● EXTRACTED ENTRIES:
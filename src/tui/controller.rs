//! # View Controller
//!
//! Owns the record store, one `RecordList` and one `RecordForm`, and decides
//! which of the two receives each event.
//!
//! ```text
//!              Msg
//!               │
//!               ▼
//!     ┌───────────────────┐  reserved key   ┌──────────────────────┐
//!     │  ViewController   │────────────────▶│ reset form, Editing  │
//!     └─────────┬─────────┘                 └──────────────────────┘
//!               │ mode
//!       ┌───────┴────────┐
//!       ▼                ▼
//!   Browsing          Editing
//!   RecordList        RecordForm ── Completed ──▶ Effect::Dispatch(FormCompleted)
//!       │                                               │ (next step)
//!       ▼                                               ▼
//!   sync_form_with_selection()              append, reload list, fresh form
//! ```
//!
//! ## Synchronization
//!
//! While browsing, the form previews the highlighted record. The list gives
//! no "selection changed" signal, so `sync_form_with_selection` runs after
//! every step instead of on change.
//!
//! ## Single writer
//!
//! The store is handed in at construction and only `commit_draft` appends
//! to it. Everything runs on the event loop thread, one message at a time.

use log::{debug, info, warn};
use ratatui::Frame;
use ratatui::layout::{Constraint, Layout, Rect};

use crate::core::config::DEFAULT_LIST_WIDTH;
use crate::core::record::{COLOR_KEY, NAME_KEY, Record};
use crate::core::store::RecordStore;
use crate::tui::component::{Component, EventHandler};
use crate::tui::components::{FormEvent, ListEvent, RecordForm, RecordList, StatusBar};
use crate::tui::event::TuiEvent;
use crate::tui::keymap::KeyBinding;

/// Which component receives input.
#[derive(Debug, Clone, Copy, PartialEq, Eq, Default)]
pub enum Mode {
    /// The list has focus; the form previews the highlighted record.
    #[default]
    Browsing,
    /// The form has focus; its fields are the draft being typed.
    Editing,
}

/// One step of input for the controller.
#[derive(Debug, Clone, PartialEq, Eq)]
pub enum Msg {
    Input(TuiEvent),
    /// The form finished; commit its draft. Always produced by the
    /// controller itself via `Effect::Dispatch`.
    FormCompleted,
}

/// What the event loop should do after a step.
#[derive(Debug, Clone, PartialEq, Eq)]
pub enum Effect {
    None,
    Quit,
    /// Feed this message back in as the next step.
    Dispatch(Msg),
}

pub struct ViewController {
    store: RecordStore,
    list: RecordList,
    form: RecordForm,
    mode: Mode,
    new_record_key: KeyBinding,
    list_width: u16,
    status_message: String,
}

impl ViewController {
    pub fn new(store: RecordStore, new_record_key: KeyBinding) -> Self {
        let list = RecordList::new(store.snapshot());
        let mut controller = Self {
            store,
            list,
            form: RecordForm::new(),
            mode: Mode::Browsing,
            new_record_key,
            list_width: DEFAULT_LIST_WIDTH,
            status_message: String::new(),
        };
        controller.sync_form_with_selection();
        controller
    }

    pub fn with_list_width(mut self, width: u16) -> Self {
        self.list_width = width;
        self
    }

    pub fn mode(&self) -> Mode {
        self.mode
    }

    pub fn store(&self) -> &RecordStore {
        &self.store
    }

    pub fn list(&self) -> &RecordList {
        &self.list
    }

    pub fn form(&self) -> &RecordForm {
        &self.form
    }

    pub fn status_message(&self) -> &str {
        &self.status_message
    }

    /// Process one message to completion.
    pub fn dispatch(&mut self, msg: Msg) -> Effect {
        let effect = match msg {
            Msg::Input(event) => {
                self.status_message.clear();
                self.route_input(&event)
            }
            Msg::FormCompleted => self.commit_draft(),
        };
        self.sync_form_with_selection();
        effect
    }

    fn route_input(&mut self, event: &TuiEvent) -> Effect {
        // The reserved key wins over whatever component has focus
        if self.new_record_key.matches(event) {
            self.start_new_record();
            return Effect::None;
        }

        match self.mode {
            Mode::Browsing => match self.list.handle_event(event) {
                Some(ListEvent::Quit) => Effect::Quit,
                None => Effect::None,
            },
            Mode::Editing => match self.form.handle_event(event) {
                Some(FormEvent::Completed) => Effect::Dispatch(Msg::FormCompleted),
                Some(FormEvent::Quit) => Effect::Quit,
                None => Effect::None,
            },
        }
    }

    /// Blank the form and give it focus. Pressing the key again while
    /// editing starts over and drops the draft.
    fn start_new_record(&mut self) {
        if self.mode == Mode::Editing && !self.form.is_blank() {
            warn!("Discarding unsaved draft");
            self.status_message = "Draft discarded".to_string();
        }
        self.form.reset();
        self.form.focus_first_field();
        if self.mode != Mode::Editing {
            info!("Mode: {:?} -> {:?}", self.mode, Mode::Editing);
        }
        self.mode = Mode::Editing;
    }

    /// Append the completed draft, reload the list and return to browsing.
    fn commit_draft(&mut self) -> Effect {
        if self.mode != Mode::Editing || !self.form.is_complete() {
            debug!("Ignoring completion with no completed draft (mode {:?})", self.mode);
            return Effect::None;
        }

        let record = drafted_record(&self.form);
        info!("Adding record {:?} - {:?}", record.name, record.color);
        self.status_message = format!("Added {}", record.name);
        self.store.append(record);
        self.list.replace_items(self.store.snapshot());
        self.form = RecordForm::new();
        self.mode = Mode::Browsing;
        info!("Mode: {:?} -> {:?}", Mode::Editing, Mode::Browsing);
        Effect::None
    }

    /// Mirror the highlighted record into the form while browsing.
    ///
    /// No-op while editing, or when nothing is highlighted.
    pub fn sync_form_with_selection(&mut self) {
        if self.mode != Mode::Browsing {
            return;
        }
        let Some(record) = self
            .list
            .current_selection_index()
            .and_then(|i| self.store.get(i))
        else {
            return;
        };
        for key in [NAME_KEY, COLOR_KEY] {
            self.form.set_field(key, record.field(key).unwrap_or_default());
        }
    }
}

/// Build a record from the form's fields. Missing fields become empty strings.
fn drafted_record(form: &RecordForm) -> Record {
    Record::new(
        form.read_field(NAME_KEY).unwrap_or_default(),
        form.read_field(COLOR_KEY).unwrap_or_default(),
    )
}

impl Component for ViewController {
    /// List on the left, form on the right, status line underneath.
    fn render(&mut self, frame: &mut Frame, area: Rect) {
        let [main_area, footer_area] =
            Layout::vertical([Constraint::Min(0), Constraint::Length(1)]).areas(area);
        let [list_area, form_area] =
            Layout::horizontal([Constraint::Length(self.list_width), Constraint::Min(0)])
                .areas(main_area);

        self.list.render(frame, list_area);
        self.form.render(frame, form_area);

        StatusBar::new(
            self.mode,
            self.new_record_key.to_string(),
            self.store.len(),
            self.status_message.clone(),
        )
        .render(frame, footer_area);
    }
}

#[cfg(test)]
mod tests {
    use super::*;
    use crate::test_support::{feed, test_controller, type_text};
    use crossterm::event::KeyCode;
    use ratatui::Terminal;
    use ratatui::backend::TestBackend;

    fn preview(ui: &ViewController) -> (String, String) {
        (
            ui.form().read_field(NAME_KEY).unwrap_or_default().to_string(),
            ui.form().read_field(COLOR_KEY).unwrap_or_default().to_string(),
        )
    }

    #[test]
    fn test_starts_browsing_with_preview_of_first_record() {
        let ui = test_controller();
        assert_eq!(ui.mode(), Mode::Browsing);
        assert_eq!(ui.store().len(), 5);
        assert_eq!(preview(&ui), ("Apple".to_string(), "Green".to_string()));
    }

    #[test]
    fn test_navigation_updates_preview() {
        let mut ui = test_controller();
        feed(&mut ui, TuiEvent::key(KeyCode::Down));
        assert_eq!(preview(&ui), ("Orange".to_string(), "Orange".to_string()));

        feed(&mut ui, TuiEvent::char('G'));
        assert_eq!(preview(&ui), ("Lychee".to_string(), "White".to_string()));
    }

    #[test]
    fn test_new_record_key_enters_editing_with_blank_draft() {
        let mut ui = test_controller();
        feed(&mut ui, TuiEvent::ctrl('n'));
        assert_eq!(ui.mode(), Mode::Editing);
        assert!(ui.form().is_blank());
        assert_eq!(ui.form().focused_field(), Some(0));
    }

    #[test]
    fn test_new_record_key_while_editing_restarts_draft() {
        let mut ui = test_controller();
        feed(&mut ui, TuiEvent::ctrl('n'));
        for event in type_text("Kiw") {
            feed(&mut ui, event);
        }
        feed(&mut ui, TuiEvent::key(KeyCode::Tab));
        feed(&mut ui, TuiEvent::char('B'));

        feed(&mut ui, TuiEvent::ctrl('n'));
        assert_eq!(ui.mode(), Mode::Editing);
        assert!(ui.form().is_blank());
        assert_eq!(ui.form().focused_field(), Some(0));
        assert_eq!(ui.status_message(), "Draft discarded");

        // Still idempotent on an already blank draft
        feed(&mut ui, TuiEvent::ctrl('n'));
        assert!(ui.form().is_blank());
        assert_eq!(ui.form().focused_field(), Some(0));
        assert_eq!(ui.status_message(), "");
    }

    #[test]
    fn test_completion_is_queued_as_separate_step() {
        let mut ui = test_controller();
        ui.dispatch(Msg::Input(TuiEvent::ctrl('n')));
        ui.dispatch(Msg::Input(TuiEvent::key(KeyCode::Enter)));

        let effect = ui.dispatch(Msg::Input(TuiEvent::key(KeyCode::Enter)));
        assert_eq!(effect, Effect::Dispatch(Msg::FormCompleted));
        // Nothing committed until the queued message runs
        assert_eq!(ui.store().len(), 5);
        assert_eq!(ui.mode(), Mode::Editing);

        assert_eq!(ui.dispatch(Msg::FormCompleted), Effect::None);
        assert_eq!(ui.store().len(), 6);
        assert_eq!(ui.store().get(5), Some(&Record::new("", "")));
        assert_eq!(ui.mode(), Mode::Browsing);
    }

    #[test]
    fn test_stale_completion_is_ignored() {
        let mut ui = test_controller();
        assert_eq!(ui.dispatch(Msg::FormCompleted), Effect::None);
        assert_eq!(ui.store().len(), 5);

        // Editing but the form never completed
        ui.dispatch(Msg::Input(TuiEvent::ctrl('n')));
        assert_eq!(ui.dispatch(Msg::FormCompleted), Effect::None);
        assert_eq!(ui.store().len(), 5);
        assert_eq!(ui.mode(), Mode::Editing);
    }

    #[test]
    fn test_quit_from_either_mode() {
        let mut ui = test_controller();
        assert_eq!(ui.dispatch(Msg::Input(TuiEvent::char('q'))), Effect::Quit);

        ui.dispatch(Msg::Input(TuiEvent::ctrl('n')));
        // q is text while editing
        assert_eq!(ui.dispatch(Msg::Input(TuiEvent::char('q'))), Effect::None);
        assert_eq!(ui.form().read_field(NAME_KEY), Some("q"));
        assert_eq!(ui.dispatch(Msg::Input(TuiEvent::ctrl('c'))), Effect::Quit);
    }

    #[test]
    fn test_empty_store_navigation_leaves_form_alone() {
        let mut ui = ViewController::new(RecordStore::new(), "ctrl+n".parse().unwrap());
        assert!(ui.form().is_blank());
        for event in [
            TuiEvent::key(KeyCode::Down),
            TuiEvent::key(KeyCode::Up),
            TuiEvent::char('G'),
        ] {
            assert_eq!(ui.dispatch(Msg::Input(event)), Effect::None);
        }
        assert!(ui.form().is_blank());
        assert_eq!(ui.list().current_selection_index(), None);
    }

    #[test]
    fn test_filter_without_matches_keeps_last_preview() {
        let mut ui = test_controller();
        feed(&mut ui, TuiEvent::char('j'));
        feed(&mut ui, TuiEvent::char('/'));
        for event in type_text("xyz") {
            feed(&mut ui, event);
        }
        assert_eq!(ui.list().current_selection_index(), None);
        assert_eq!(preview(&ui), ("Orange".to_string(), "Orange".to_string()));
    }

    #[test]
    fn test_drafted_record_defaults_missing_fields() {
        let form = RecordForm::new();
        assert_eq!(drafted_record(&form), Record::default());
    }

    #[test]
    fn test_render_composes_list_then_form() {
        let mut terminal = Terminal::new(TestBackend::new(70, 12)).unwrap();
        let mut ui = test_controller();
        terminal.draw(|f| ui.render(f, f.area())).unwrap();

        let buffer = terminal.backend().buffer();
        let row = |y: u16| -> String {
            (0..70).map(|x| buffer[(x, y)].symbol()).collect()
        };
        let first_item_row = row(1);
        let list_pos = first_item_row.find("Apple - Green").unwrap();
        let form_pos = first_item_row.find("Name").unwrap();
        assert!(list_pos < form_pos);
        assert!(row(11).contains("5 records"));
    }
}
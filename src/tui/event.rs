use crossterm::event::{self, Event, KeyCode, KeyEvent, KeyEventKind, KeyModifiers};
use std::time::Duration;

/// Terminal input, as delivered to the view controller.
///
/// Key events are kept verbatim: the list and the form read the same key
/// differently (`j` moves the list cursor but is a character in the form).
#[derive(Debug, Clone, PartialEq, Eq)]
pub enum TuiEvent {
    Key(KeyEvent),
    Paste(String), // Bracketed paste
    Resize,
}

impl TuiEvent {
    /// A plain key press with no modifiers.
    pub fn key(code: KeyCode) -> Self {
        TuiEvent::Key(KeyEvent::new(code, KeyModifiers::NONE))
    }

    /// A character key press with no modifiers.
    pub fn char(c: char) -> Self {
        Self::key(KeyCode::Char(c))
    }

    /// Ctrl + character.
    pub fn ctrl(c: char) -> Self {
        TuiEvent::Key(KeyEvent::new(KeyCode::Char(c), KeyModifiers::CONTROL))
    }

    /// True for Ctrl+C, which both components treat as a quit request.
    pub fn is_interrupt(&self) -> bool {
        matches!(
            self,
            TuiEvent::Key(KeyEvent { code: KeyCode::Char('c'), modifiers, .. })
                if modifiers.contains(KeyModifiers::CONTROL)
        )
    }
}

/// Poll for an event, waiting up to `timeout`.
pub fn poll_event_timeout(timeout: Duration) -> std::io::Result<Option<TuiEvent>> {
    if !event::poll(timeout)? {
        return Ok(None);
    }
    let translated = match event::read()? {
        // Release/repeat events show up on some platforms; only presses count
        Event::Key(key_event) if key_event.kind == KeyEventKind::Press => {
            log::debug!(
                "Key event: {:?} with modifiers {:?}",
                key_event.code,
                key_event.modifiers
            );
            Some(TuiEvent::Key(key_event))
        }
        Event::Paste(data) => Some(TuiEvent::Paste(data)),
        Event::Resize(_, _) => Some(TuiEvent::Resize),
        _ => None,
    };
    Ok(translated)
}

● AIM OF THE EXERCISE:
Which lines above include the string "receives"? Show them.

● EXERCISE RESPONSE:
//! which of the two receives each event.
/// Which component receives input.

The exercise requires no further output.